■ Required work
Please repeat, without alteration, the line containing "# Credit unit" and every line that follows it to the end of the entries below, and only those lines.

■ Collected data
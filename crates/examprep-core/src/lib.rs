//! Core types and ledger arithmetic for examprep.
//!
//! This crate provides the foundational types used throughout the platform:
//!
//! - **Identifiers**: `UserId`, `TransactionId`, `PaperId`, `JobId`, `ConfigId`
//! - **Accounts**: `User`, `UserType`, `CreditAccount`
//! - **Credits**: `CreditTransaction`, `TransactionType`, `PaymentDetails`
//! - **Ledger**: `LedgerEntry`, `LedgerReceipt`, `LedgerIntegrity`
//! - **Default credits**: `DefaultCreditConfig`
//! - **Papers**: `Paper`, `GenerationJob`, `PaperQuestion`
//!
//! # Credit unit
//!
//! **1 credit = 1 generated paper.** Balances are `i64` and only ever move
//! through a [`LedgerEntry`], which also produces the immutable
//! [`CreditTransaction`] describing the move. Payment amounts are integer
//! paise (1 INR = 100 paise).

#![forbid(unsafe_code)]
#![warn(missing_docs)]
#![warn(clippy::all)]
#![warn(clippy::pedantic)]

pub mod account;
pub mod credits;
pub mod default_credit;
pub mod error;
pub mod ids;
pub mod ledger;
pub mod paper;

pub use account::{CreditAccount, User, UserType};
pub use credits::{CreditTransaction, PaymentDetails, TransactionType};
pub use default_credit::{
    DefaultCreditConfig, DefaultCreditConfigPatch, FALLBACK_CREDITS_PER_NEW_STUDENT,
};
pub use error::{CreditError, Result};
pub use ids::{ConfigId, IdError, JobId, PaperId, TransactionId, UserId};
pub use ledger::{
    crosses_low_balance, LedgerEntry, LedgerIntegrity, LedgerReceipt, LOW_BALANCE_THRESHOLD,
};
pub use paper::{GenerationJob, GenerationStatus, Paper, PaperQuestion};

■ Answer to this exercise
//! # Credit unit
//!
//! **1 credit = 1 generated paper.** Balances are `i64` and only ever move
//! through a [`LedgerEntry`], which also produces the immutable
//! [`CreditTransaction`] describing the move. Payment amounts are integer
//! paise (1 INR = 100 paise).

#![forbid(unsafe_code)]
#![warn(missing_docs)]
#![warn(clippy::all)]
#![warn(clippy::pedantic)]

pub mod account;
pub mod credits;
pub mod default_credit;
pub mod error;
pub mod ids;
pub mod ledger;
pub mod paper;

pub use account::{CreditAccount, User, UserType};
pub use credits::{CreditTransaction, PaymentDetails, TransactionType};
pub use default_credit::{
    DefaultCreditConfig, DefaultCreditConfigPatch, FALLBACK_CREDITS_PER_NEW_STUDENT,
};
pub use error::{CreditError, Result};
pub use ids::{ConfigId, IdError, JobId, PaperId, TransactionId, UserId};
pub use ledger::{
    crosses_low_balance, LedgerEntry, LedgerIntegrity, LedgerReceipt, LOW_BALANCE_THRESHOLD,
};
pub use paper::{GenerationJob, GenerationStatus, Paper, PaperQuestion};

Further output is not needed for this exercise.